NEW YORK (MainStreet) The real estate market is once again in transition. Cash investors are beginning to fade, opening the door for more traditional home buyers, while fast-profit flippers are finding the deals harder to come by but more profitable than ever.
Home purchases made with all cash, representing mostly deals made by investors, fell in the first quarter compared to a year ago in a majority of the metro areas surveyed by Zillow. Houses priced in the lowest-third of all homes available are most attractive to cash buyers.
Considering the top 30 largest metros, the share of cash buyers was highest in Miami (64.9%), Tampa (57.1%) and Cleveland (54.2%). Large metros with the lowest share of all-cash sales in the first quarter were Virginia Beach (17.4%), Denver (22.4%) and Portland (22.9%).
"Even as the share of all-cash sales falls in many areas, it's pretty clear that cash is still king, especially at the lower end of the market," said Zillow chief economist Dr. Stan Humphries. "It can be difficult for more traditional buyers to compete with cash offers, especially in a tight inventory environment and among cash-strapped first-time buyers most likely to seek lower-priced properties. Housing is much more than an investment for most buyers, and it's heartening to see more buyers armed with traditional financing begin to enter the market. This is a critical step on the way back to a more normal, balanced housing market."
Investors looking to flip houses may be finding the deals harder to come by, but their efforts are more profitable than ever. Homes purchased and then sold again within 12 months went for an average of $90,200 in 2013, significantly higher than the $71,800 average sales price of 2012 and the previous peak of $82,800 during the last housing boom, according to Redfin.

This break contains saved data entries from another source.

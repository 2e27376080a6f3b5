pub mod vendor_handler;

pub use vendor_handler::*;
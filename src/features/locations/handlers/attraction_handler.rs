use std::sync::Arc;

use axum::{
    extract::{Path, Query, State},
    Json,
};

use crate::core::error::Result;
use crate::core::extractor::AppJson;
use crate::features::auth::guards::RequireAdmin;
use crate::features::locations::dtos::{
    LocationAttractionDto, SaveLocationAttractionDto, SearchQuery, UpdateLocationAttractionDto,
};
use crate::features::locations::services::AttractionService;
use crate::shared::types::ApiResponse;
use crate::shared::visibility::VisibilityChangeDto;

/// Create a location attraction with pictures
#[utoipa::path(
    post,
    path = "/admin/location/attraction/save",
    request_body = SaveLocationAttractionDto,
    responses(
        (status = 200, description = "Attraction saved", body = ApiResponse<LocationAttractionDto>),
        (status = 400, description = "Validation error or malformed picture"),
        (status = 404, description = "Location not found"),
        (status = 409, description = "Attraction name already exists")
    ),
    tag = "location-attractions",
    security(("bearer_auth" = []))
)]
pub async fn save_attraction(
    RequireAdmin(_admin): RequireAdmin,
    State(service): State<Arc<AttractionService>>,
    AppJson(dto): AppJson<SaveLocationAttractionDto>,
) -> Result<Json<ApiResponse<LocationAttractionDto>>> {
    let attraction = service.create_attraction(dto).await?;
    Ok(Json(ApiResponse::success(
        Some(attraction),
        Some("Location attraction saved successfully!".to_string()),
        None,
    )))
}

/// Update a location attraction
#[utoipa::path(
    post,
    path = "/admin/location/attraction/update",
    request_body = UpdateLocationAttractionDto,
    responses(
        (status = 200, description = "Attraction updated", body = ApiResponse<LocationAttractionDto>),
        (status = 400, description = "Validation error or malformed picture"),
        (status = 404, description = "Attraction or location not found"),
        (status = 409, description = "Attraction name already exists")
    ),
    tag = "location-attractions",
    security(("bearer_auth" = []))
)]
pub async fn update_attraction(
    RequireAdmin(_admin): RequireAdmin,
    State(service): State<Arc<AttractionService>>,
    AppJson(dto): AppJson<UpdateLocationAttractionDto>,
) -> Result<Json<ApiResponse<LocationAttractionDto>>> {
    let attraction = service.update_attraction(dto).await?;
    Ok(Json(ApiResponse::success(
        Some(attraction),
        Some("Location attraction updated successfully!".to_string()),
        None,
    )))
}

/// Toggle attraction visibility
#[utoipa::path(
    post,
    path = "/admin/location/attraction/status/{id}",
    params(("id" = i64, Path, description = "Attraction id")),
    responses(
        (status = 200, description = "Visibility toggled", body = ApiResponse<VisibilityChangeDto>),
        (status = 404, description = "Attraction not found")
    ),
    tag = "location-attractions",
    security(("bearer_auth" = []))
)]
pub async fn change_attraction_status(
    RequireAdmin(_admin): RequireAdmin,
    State(service): State<Arc<AttractionService>>,
    Path(id): Path<i64>,
) -> Result<Json<ApiResponse<VisibilityChangeDto>>> {
    let change = service.change_attraction_status(id).await?;
    Ok(Json(ApiResponse::success(
        Some(change),
        Some("Location attraction status changed successfully!".to_string()),
        None,
    )))
}

/// Search attractions by name substring, ignoring case
#[utoipa::path(
    get,
    path = "/admin/location/attraction/all",
    params(SearchQuery),
    responses(
        (status = 200, description = "Matching attractions", body = ApiResponse<Vec<LocationAttractionDto>>),
    ),
    tag = "location-attractions",
    security(("bearer_auth" = []))
)]
pub async fn search_attractions(
    RequireAdmin(_admin): RequireAdmin,
    State(service): State<Arc<AttractionService>>,
    Query(query): Query<SearchQuery>,
) -> Result<Json<ApiResponse<Vec<LocationAttractionDto>>>> {
    let attractions = service.search_attractions(query.text()).await?;
    Ok(Json(ApiResponse::list(attractions)))
}

/// Get attraction by id
#[utoipa::path(
    get,
    path = "/admin/location/attraction/{id}",
    params(("id" = i64, Path, description = "Attraction id")),
    responses(
        (status = 200, description = "Attraction found", body = ApiResponse<LocationAttractionDto>),
        (status = 404, description = "Attraction not found")
    ),
    tag = "location-attractions",
    security(("bearer_auth" = []))
)]
pub async fn get_attraction(
    RequireAdmin(_admin): RequireAdmin,
    State(service): State<Arc<AttractionService>>,
    Path(id): Path<i64>,
) -> Result<Json<ApiResponse<LocationAttractionDto>>> {
    let attraction = service.get_attraction_by_id(id).await?;
    Ok(Json(ApiResponse::success(Some(attraction), None, None)))
}
use chrono::NaiveDate;
use serde::{Deserialize, Serialize};
use utoipa::ToSchema;
use validator::Validate;

use crate::features::auth::model::UserStatus;
use crate::features::public_users::models::{Gender, PublicUser, PublicUserUpdate};

/// Request DTO for public user registration; the email doubles as the username
#[derive(Debug, Clone, Serialize, Deserialize, Validate, ToSchema)]
#[serde(rename_all = "camelCase")]
pub struct PublicUserRegistrationDto {
    #[validate(email(message = "Invalid email format"))]
    pub email: String,

    #[validate(length(min = 8, max = 128, message = "Password must be 8-128 characters"))]
    pub password: String,

    #[validate(
        length(min = 1, max = 255, message = "First name must be 1-255 characters"),
        custom(
            function = "crate::shared::validation::not_blank",
            message = "First name must not be blank"
        )
    )]
    pub first_name: String,

    #[validate(
        length(min = 1, max = 255, message = "Last name must be 1-255 characters"),
        custom(
            function = "crate::shared::validation::not_blank",
            message = "Last name must not be blank"
        )
    )]
    pub last_name: String,

    #[validate(regex(
        path = "*crate::shared::validation::PHONE_REGEX",
        message = "Mobile must contain digits, spaces or hyphens"
    ))]
    pub mobile: Option<String>,
}

/// Response DTO for registration; the code itself is only delivered out of band
#[derive(Debug, Clone, Serialize, Deserialize, ToSchema)]
#[serde(rename_all = "camelCase")]
pub struct PublicUserRegistrationResponseDto {
    pub email: String,
    pub status: UserStatus,
}

/// Request DTO for confirming the emailed code
#[derive(Debug, Clone, Serialize, Deserialize, Validate, ToSchema)]
#[serde(rename_all = "camelCase")]
pub struct PublicUserCodeVerifyDto {
    #[validate(email(message = "Invalid email format"))]
    pub email: String,

    #[validate(length(equal = 6, message = "Verification code must be 6 digits"))]
    pub code: String,
}

/// Profile view of the authenticated public user
#[derive(Debug, Clone, Serialize, Deserialize, ToSchema)]
#[serde(rename_all = "camelCase")]
pub struct PublicUserDetailsDto {
    pub username: String,
    pub first_name: String,
    pub last_name: String,
    pub email: String,
    pub mobile: Option<String>,
    pub birthday: Option<NaiveDate>,
    pub gender: Option<Gender>,
    pub nationality: Option<String>,
    pub country: Option<String>,
    pub address: Option<String>,
    pub town: Option<String>,
    pub zipcode: Option<String>,
}

impl PublicUserDetailsDto {
    pub fn new(username: String, user: PublicUser) -> Self {
        Self {
            username,
            first_name: user.first_name,
            last_name: user.last_name,
            email: user.email,
            mobile: user.mobile,
            birthday: user.birthday,
            gender: user.gender,
            nationality: user.nationality,
            country: user.country,
            address: user.address,
            town: user.town,
            zipcode: user.zipcode,
        }
    }
}

/// Request DTO for profile updates; email and username cannot change
#[derive(Debug, Clone, Default, Serialize, Deserialize, Validate, ToSchema)]
#[serde(rename_all = "camelCase")]
pub struct UpdatePublicUserDto {
    #[validate(
        length(min = 1, max = 255, message = "First name must be 1-255 characters"),
        custom(
            function = "crate::shared::validation::not_blank",
            message = "First name must not be blank"
        )
    )]
    pub first_name: String,

    #[validate(
        length(min = 1, max = 255, message = "Last name must be 1-255 characters"),
        custom(
            function = "crate::shared::validation::not_blank",
            message = "Last name must not be blank"
        )
    )]
    pub last_name: String,

    #[validate(regex(
        path = "*crate::shared::validation::PHONE_REGEX",
        message = "Mobile must contain digits, spaces or hyphens"
    ))]
    pub mobile: Option<String>,

    pub birthday: Option<NaiveDate>,
    pub gender: Option<Gender>,

    #[validate(length(max = 128))]
    pub nationality: Option<String>,

    #[validate(length(max = 128))]
    pub country: Option<String>,

    pub address: Option<String>,

    #[validate(length(max = 128))]
    pub town: Option<String>,

    #[validate(length(max = 32))]
    pub zipcode: Option<String>,
}

impl From<UpdatePublicUserDto> for PublicUserUpdate {
    fn from(dto: UpdatePublicUserDto) -> Self {
        Self {
            first_name: dto.first_name.trim().to_string(),
            last_name: dto.last_name.trim().to_string(),
            mobile: dto.mobile,
            birthday: dto.birthday,
            gender: dto.gender,
            nationality: dto.nationality,
            country: dto.country,
            address: dto.address,
            town: dto.town,
            zipcode: dto.zipcode,
        }
    }
}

While rising home prices spurred big scores for flippers last year, the number of homes sold in quick turns fell fall short from the record sales of 101,800 homes in 2005. But more than three quarters (77%) of homes flipped last year were sold for a gain, while in 2008 roughly the same percentage were sold for a loss. In 2008, only 24% of flipped homes were sold for a gain. Selling a house for a gain on the purchase price is not comparable to a profit, as most flippers make improvements to properties, adding to their cost.

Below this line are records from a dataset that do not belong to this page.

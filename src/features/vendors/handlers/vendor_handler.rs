use std::sync::Arc;

use axum::{extract::State, Json};

use crate::core::error::Result;
use crate::core::extractor::AppJson;
use crate::features::auth::guards::{RequireAdmin, RequireVendor};
use crate::features::vendors::dtos::{SaveVendorDto, VendorDto};
use crate::features::vendors::services::VendorService;
use crate::shared::types::ApiResponse;

/// Create a vendor account
#[utoipa::path(
    post,
    path = "/admin/vendor/save",
    request_body = SaveVendorDto,
    responses(
        (status = 200, description = "Vendor saved", body = ApiResponse<VendorDto>),
        (status = 400, description = "Validation error"),
        (status = 409, description = "Username already exists")
    ),
    tag = "vendors",
    security(("bearer_auth" = []))
)]
pub async fn save_vendor(
    RequireAdmin(admin): RequireAdmin,
    State(service): State<Arc<VendorService>>,
    AppJson(dto): AppJson<SaveVendorDto>,
) -> Result<Json<ApiResponse<VendorDto>>> {
    tracing::debug!("Admin {} saving vendor {}", admin.username, dto.username);
    let vendor = service.save_vendor(dto).await?;
    Ok(Json(ApiResponse::success(
        Some(vendor),
        Some("Vendor saved successfully!".to_string()),
        None,
    )))
}

/// List all vendors
#[utoipa::path(
    get,
    path = "/admin/vendor/all",
    responses(
        (status = 200, description = "List of vendors", body = ApiResponse<Vec<VendorDto>>),
    ),
    tag = "vendors",
    security(("bearer_auth" = []))
)]
pub async fn get_all_vendors(
    RequireAdmin(_admin): RequireAdmin,
    State(service): State<Arc<VendorService>>,
) -> Result<Json<ApiResponse<Vec<VendorDto>>>> {
    let vendors = service.get_all_vendors().await?;
    Ok(Json(ApiResponse::list(vendors)))
}

/// Profile of the authenticated vendor
#[utoipa::path(
    get,
    path = "/vendor/profile",
    responses(
        (status = 200, description = "Vendor profile", body = ApiResponse<VendorDto>),
        (status = 403, description = "Not a vendor"),
        (status = 404, description = "Vendor not found")
    ),
    tag = "vendors",
    security(("bearer_auth" = []))
)]
pub async fn get_profile(
    RequireVendor(vendor): RequireVendor,
    State(service): State<Arc<VendorService>>,
) -> Result<Json<ApiResponse<VendorDto>>> {
    let profile = service.get_profile(vendor.user_id).await?;
    Ok(Json(ApiResponse::success(Some(profile), None, None)))
}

"In 2005, homebuyers could easily access zero-down financing, which led to heightened activity from amateur investors who bought several homes without any up-front costs and who planned to resell them at a profit," says Nela Richardson, Redfin chief economist. "When the market crashed, those buyers were left in a lurch. Today, with low inventory, high demand and stricter mortgage standards, flippers are largely developers, corporate investors and all-cash buyers who are experienced and can act quickly to snatch up properties with flip potential. Unfortunately, high demand and low inventory have also limited the ability of average homebuyers to use sweat equity to renovate a property over several years and make a longer-term financial investment in a home."

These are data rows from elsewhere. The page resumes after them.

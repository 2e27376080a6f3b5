use chrono::{DateTime, NaiveTime, Utc};
use sqlx::FromRow;

use crate::shared::visibility::VisibilityStatus;

/// Database model for a vendor-owned lodging near a location
#[derive(Debug, Clone, FromRow)]
pub struct Accommodation {
    pub id: i64,
    pub name: String,
    pub description: String,
    pub telephone: Option<String>,
    pub email: Option<String>,
    pub address_line1: String,
    pub address_line2: Option<String>,
    pub city: String,
    pub province: String,
    pub postal_code: Option<String>,
    pub latitude: f64,
    pub longitude: f64,
    pub check_in_time: NaiveTime,
    pub check_out_time: NaiveTime,
    pub parking: bool,
    pub smoking: bool,
    pub pets: bool,
    pub rating: f64,
    pub rating_count: i32,
    pub status: VisibilityStatus,
    pub location_id: i64,
    pub vendor_id: i64,
    pub accommodation_type_id: i64,
    pub created_at: DateTime<Utc>,
    pub updated_at: DateTime<Utc>,
}

#[derive(Debug, Clone)]
pub struct NewAccommodation {
    pub name: String,
    pub description: String,
    pub telephone: Option<String>,
    pub email: Option<String>,
    pub address_line1: String,
    pub address_line2: Option<String>,
    pub city: String,
    pub province: String,
    pub postal_code: Option<String>,
    pub latitude: f64,
    pub longitude: f64,
    pub check_in_time: NaiveTime,
    pub check_out_time: NaiveTime,
    pub parking: bool,
    pub smoking: bool,
    pub pets: bool,
    pub location_id: i64,
    pub vendor_id: i64,
    pub accommodation_type_id: i64,
}
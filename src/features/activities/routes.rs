use std::sync::Arc;

use axum::{
    routing::{get, post},
    Router,
};

use crate::features::activities::handlers;
use crate::features::activities::services::ActivityService;

/// Create admin routes for the activity catalog
pub fn routes(service: Arc<ActivityService>) -> Router {
    Router::new()
        .route("/admin/activity/save", post(handlers::save_activity))
        .route("/admin/activity/all", get(handlers::get_all_activities))
        .route(
            "/admin/activity/status/{id}",
            post(handlers::change_activity_status),
        )
        .route("/admin/activity/{id}", get(handlers::get_activity))
        .with_state(service)
}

San Francisco was the most lucrative flipping market in 2013, with an average gain of $194,600 per home, followed by Long Island ($152,500) and San Jose ($152,000). The most meager flipping gains in 2013 were seen in Atlanta ($50,200 per home), Las Vegas ($53,000) and Charlotte ($53,100).
The hottest neighborhoods for flips, based on average profits, were Petworth in Washington, D.C. ($313,400); Beaumont in Portland, Ore. ($285,600); and Brookland, also in Washington, D.C. ($271,900). Rounding out the top five hottest neighborhoods were Mid-City ($239,900) and Mount Washington ($236,300), both in the Los Angeles area.